Dataset entries
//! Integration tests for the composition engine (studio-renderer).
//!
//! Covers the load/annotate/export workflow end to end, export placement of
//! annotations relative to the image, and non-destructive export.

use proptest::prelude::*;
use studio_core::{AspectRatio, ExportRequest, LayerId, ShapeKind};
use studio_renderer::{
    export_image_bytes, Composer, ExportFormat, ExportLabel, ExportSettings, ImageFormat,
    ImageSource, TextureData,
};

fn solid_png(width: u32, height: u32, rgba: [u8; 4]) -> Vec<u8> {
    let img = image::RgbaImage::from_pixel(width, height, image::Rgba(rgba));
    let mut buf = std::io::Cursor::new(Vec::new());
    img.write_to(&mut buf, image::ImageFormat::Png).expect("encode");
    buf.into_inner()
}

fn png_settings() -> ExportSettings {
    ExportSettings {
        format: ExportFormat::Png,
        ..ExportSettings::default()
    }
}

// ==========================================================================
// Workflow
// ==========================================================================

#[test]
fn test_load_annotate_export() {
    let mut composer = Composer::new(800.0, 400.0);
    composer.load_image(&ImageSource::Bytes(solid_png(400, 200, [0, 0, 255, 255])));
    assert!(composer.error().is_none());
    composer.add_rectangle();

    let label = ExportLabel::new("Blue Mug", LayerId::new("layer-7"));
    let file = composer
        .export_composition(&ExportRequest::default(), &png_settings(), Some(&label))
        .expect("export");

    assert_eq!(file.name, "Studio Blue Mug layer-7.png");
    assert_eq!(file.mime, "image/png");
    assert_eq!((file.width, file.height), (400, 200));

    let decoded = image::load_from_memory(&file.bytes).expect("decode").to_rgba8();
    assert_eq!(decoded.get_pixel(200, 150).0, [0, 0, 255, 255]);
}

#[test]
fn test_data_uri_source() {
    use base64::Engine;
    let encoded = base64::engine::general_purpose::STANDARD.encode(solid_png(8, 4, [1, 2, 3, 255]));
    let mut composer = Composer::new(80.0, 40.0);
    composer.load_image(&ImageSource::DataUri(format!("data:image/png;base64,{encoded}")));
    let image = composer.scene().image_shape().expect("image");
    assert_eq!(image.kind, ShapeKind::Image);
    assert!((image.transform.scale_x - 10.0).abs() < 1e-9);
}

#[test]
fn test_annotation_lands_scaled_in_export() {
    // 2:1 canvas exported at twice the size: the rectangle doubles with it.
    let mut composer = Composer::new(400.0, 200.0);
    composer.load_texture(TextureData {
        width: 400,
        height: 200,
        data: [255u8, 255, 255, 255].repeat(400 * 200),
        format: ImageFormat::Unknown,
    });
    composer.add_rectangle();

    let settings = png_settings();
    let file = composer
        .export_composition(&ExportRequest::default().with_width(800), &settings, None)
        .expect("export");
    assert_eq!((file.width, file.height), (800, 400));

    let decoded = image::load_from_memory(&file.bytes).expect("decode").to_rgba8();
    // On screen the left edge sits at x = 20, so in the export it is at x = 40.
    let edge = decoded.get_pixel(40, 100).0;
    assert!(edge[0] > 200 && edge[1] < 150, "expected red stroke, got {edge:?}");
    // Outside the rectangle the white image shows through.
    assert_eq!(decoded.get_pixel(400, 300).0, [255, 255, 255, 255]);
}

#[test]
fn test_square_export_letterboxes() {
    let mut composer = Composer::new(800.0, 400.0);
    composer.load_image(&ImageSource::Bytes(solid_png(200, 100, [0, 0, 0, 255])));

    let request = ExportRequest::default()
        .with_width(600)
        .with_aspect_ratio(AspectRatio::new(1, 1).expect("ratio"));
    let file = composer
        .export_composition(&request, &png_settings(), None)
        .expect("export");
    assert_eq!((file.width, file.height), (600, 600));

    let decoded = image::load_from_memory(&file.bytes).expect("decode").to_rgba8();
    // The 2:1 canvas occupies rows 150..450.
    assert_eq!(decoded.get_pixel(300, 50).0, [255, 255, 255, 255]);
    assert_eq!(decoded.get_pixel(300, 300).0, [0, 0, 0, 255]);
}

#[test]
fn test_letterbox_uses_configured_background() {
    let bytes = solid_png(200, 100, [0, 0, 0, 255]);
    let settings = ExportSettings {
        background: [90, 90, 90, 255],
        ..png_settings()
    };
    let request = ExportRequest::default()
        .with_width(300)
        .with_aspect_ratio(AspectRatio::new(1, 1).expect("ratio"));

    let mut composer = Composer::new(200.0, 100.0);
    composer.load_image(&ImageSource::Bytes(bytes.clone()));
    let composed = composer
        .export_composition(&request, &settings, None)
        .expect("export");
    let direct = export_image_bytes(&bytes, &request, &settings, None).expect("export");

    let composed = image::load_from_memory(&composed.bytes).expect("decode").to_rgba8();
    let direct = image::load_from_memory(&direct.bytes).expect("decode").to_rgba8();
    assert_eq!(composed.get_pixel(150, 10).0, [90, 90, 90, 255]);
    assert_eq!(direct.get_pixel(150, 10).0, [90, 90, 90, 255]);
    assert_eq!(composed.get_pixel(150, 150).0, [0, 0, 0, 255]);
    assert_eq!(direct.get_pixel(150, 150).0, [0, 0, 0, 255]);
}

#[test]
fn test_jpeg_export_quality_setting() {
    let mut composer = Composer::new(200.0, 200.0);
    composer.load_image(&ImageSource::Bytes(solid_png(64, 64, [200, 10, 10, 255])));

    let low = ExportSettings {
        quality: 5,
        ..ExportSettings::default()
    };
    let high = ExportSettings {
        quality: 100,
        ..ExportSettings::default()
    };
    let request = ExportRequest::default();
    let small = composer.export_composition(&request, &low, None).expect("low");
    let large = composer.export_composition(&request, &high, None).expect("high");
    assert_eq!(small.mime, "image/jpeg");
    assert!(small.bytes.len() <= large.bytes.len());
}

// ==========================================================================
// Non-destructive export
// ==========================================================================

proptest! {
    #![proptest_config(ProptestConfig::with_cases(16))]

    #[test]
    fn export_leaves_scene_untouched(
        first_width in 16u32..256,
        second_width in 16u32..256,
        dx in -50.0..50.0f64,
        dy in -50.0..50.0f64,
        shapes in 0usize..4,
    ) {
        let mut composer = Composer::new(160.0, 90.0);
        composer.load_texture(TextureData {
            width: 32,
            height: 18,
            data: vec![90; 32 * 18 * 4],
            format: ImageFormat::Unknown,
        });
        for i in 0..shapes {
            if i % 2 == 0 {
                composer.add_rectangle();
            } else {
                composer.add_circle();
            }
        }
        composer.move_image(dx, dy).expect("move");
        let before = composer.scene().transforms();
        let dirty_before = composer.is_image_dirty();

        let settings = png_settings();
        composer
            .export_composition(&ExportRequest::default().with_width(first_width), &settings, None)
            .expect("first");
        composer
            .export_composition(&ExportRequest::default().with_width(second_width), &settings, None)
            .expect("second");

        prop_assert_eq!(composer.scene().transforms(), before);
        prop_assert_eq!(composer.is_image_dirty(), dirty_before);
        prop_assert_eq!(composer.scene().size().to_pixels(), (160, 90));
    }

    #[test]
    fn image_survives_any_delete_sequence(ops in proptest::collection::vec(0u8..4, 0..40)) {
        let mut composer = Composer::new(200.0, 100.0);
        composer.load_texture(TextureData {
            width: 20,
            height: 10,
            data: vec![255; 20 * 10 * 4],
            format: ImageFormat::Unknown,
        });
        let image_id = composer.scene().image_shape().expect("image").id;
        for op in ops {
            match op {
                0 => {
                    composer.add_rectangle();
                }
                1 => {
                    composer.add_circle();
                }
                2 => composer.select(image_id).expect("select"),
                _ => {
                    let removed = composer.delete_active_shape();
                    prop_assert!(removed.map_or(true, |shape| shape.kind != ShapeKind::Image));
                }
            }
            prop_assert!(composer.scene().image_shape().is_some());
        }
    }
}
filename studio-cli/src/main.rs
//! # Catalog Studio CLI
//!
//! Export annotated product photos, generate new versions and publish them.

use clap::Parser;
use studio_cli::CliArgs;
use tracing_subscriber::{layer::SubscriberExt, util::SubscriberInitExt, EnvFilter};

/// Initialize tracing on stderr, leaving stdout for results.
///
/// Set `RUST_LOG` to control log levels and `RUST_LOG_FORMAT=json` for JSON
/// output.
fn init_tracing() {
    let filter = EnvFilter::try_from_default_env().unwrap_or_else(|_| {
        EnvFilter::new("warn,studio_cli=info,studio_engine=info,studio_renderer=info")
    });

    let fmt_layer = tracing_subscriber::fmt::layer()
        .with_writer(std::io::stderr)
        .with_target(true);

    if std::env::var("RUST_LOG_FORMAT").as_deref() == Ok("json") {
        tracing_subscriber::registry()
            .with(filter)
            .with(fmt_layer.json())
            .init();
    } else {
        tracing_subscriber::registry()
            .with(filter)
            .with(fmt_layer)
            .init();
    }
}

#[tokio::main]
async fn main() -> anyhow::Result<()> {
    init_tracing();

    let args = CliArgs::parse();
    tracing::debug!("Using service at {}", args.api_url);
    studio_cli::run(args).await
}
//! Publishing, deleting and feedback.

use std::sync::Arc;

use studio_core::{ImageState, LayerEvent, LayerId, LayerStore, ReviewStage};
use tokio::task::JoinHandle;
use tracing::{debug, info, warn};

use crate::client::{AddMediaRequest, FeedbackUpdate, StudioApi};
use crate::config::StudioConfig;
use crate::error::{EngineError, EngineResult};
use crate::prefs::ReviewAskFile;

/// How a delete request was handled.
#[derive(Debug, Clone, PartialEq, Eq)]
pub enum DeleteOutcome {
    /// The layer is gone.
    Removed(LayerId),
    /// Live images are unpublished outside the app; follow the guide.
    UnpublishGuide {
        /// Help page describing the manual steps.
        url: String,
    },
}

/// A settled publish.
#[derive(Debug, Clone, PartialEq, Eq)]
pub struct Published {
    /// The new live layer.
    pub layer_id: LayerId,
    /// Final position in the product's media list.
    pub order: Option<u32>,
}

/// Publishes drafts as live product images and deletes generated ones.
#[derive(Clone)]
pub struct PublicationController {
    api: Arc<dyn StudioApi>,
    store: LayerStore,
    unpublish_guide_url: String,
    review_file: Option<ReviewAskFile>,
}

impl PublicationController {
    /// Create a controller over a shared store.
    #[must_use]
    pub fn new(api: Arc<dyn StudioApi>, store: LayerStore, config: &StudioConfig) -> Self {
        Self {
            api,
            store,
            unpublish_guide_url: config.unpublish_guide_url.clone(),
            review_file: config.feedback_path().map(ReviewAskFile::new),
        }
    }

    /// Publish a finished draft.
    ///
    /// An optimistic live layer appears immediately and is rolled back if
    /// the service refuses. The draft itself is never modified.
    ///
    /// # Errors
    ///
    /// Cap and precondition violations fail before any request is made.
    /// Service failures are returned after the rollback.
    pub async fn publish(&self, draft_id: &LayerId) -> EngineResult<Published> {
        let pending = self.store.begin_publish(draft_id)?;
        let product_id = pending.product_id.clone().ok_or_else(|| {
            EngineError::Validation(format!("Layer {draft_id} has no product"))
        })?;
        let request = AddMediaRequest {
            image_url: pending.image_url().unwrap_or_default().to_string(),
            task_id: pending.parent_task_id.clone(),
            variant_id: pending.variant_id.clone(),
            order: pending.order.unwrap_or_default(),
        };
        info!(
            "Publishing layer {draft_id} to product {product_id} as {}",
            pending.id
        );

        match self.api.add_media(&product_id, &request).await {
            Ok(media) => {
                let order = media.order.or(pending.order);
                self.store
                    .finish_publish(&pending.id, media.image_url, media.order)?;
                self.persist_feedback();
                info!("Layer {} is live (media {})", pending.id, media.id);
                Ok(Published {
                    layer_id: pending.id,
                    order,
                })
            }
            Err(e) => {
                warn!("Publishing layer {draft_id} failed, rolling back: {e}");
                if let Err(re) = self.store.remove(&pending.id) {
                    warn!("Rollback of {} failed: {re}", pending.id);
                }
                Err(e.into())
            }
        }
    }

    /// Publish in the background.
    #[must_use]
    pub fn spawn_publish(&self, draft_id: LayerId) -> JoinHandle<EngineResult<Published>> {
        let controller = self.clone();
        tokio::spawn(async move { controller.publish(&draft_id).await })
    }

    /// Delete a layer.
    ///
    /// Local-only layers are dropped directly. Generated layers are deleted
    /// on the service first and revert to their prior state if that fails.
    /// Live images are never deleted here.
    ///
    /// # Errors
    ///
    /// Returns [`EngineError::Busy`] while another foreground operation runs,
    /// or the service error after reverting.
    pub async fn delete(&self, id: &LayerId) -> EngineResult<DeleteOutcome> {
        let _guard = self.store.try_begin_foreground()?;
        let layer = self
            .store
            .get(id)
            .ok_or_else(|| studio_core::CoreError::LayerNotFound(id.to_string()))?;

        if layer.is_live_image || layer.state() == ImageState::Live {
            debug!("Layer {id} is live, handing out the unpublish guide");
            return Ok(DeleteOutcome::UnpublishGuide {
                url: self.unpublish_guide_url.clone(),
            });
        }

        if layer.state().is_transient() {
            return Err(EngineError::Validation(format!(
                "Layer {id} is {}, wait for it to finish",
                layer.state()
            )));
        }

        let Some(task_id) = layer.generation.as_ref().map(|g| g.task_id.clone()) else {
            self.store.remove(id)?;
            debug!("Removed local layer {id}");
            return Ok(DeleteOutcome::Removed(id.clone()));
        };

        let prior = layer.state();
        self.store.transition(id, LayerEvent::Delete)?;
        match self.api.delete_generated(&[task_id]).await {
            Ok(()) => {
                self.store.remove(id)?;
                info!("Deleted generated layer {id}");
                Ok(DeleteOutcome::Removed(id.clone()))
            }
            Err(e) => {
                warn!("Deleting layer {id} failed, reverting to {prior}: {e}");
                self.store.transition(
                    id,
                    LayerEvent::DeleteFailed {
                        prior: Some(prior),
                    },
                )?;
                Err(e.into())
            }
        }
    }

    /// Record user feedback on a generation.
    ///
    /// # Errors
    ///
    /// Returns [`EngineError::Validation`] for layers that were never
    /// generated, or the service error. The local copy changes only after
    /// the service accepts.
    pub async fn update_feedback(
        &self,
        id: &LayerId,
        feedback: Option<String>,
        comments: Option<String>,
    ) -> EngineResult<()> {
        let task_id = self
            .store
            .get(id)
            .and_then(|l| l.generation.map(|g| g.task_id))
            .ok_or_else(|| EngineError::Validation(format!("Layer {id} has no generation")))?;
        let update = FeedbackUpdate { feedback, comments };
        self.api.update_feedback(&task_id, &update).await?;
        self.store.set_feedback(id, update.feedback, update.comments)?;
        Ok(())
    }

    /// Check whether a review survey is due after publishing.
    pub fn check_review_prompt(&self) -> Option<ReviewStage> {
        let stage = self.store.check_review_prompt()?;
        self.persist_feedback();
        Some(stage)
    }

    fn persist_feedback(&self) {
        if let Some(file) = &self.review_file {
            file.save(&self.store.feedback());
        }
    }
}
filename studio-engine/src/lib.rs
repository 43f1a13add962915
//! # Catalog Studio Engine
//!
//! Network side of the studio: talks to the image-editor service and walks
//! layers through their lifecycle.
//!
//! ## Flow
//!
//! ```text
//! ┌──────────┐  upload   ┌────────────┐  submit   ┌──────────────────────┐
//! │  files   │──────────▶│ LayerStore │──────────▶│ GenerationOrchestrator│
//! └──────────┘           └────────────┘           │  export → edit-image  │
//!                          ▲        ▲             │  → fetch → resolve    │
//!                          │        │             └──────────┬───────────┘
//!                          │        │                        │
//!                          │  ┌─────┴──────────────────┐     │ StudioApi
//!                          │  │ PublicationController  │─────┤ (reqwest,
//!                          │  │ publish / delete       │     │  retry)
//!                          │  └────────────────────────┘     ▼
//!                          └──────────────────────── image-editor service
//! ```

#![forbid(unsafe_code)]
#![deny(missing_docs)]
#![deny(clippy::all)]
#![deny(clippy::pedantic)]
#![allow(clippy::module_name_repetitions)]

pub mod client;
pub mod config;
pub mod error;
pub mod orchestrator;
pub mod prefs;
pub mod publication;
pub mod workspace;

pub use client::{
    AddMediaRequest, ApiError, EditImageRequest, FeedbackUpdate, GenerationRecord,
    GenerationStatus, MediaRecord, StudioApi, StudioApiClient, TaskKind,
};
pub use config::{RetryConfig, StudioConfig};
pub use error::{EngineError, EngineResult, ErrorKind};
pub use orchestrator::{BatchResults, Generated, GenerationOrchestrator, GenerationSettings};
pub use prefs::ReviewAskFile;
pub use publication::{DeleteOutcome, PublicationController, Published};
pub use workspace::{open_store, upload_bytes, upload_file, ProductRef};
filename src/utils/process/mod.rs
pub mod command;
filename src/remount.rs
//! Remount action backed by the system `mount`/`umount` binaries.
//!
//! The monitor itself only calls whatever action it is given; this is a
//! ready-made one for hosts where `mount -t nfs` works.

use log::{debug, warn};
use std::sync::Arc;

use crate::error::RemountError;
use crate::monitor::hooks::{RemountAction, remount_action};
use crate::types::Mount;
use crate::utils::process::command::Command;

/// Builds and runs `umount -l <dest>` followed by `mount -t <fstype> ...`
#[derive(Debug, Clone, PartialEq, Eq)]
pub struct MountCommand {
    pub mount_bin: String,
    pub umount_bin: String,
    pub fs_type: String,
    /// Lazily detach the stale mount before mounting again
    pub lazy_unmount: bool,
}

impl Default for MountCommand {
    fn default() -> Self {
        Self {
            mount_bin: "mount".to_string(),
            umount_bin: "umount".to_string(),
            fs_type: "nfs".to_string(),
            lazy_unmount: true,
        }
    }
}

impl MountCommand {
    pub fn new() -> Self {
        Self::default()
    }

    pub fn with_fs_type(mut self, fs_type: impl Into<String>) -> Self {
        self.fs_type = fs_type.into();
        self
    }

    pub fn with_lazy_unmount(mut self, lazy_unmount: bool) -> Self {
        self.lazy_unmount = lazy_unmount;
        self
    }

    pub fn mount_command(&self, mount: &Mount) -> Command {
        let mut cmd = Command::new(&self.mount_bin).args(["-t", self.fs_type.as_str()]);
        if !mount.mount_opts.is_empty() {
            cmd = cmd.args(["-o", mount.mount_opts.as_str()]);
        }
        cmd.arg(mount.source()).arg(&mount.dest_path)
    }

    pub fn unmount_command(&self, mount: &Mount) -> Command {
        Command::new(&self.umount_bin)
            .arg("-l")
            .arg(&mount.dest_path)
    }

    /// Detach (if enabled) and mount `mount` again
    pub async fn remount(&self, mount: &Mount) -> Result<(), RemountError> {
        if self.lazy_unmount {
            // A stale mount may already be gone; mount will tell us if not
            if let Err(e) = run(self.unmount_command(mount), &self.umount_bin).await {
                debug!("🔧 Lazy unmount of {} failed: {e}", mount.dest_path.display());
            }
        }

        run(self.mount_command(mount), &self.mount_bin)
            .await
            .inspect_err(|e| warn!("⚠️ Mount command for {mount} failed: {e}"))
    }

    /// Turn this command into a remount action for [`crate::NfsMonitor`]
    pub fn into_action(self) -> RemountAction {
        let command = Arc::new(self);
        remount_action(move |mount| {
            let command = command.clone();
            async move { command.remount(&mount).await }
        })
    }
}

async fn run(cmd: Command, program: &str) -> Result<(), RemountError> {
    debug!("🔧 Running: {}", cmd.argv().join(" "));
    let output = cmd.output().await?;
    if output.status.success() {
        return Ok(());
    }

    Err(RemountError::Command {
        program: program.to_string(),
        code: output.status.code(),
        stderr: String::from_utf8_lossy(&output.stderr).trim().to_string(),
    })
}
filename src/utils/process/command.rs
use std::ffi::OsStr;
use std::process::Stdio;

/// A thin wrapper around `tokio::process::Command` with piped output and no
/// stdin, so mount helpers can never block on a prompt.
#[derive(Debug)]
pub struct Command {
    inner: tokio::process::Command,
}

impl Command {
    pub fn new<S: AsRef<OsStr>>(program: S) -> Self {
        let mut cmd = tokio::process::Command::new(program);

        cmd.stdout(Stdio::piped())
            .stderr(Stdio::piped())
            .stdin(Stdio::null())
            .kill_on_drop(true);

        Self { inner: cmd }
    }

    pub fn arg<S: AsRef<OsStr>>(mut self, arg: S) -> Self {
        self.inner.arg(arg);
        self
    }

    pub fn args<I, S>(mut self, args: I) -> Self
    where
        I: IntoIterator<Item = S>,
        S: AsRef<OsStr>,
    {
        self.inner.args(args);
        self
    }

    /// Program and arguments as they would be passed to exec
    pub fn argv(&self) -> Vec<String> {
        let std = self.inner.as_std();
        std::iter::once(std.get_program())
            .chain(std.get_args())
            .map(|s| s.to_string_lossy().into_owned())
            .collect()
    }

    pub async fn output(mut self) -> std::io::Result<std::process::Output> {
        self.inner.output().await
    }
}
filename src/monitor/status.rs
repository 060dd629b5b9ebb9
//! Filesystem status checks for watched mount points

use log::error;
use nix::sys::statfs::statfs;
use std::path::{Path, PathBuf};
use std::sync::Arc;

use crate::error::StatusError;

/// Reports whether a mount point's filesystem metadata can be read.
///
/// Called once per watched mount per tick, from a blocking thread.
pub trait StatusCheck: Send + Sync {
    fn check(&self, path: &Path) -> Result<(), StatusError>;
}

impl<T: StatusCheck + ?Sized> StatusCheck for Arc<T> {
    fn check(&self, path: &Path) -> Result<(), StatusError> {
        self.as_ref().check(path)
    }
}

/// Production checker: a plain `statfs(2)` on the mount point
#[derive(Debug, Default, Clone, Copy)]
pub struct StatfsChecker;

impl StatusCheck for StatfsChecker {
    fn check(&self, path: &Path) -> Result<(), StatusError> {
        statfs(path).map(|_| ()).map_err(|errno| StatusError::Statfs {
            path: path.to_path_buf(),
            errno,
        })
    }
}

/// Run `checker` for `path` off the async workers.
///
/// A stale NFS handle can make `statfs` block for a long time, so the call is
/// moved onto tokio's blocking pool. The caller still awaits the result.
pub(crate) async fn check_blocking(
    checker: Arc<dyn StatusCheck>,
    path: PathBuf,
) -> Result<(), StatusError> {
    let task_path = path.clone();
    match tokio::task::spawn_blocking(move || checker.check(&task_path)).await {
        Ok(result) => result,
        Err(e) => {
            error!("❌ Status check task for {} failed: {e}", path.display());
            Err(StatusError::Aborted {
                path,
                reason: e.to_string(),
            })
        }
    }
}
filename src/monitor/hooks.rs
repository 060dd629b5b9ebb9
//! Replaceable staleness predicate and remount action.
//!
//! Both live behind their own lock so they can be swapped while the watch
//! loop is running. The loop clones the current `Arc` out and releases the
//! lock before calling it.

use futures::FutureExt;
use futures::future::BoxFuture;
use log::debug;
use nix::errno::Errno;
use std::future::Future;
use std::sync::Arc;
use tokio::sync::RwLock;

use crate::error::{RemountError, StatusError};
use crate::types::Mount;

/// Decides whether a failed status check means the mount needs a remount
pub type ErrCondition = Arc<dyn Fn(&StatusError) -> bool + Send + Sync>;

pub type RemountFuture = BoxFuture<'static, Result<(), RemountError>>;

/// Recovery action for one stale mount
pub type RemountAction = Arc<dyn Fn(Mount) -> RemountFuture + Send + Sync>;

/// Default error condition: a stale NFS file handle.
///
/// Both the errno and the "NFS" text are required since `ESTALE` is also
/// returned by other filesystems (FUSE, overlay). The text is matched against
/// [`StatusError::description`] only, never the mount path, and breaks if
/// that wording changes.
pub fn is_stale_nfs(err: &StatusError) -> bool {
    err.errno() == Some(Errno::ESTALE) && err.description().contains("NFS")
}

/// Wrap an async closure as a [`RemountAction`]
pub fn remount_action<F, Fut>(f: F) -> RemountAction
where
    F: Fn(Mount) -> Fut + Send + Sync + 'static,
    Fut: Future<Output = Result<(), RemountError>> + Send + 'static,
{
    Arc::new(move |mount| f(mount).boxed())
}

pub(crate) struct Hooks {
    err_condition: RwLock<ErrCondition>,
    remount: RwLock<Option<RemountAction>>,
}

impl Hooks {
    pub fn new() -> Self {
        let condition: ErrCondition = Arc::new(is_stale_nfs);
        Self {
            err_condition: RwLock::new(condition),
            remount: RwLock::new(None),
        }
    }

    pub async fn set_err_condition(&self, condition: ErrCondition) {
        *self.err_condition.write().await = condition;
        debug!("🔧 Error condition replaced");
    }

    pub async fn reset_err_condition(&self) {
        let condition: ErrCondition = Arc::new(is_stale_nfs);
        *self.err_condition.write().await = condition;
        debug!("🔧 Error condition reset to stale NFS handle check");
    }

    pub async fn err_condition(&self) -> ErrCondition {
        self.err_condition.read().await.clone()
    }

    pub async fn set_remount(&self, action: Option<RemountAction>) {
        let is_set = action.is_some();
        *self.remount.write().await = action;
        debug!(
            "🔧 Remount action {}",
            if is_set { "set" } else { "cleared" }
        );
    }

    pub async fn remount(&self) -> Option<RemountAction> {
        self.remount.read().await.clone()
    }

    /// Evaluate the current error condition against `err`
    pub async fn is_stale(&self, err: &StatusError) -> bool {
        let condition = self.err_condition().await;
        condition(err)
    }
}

#### WHAT YOU HAVE TO DO:
Copy all the lines from the data above that hold the word "json".

#### ANSWER AREA:
/// Set `RUST_LOG` to control log levels and `RUST_LOG_FORMAT=json` for JSON
    if std::env::var("RUST_LOG_FORMAT").as_deref() == Ok("json") {
            .with(fmt_layer.json())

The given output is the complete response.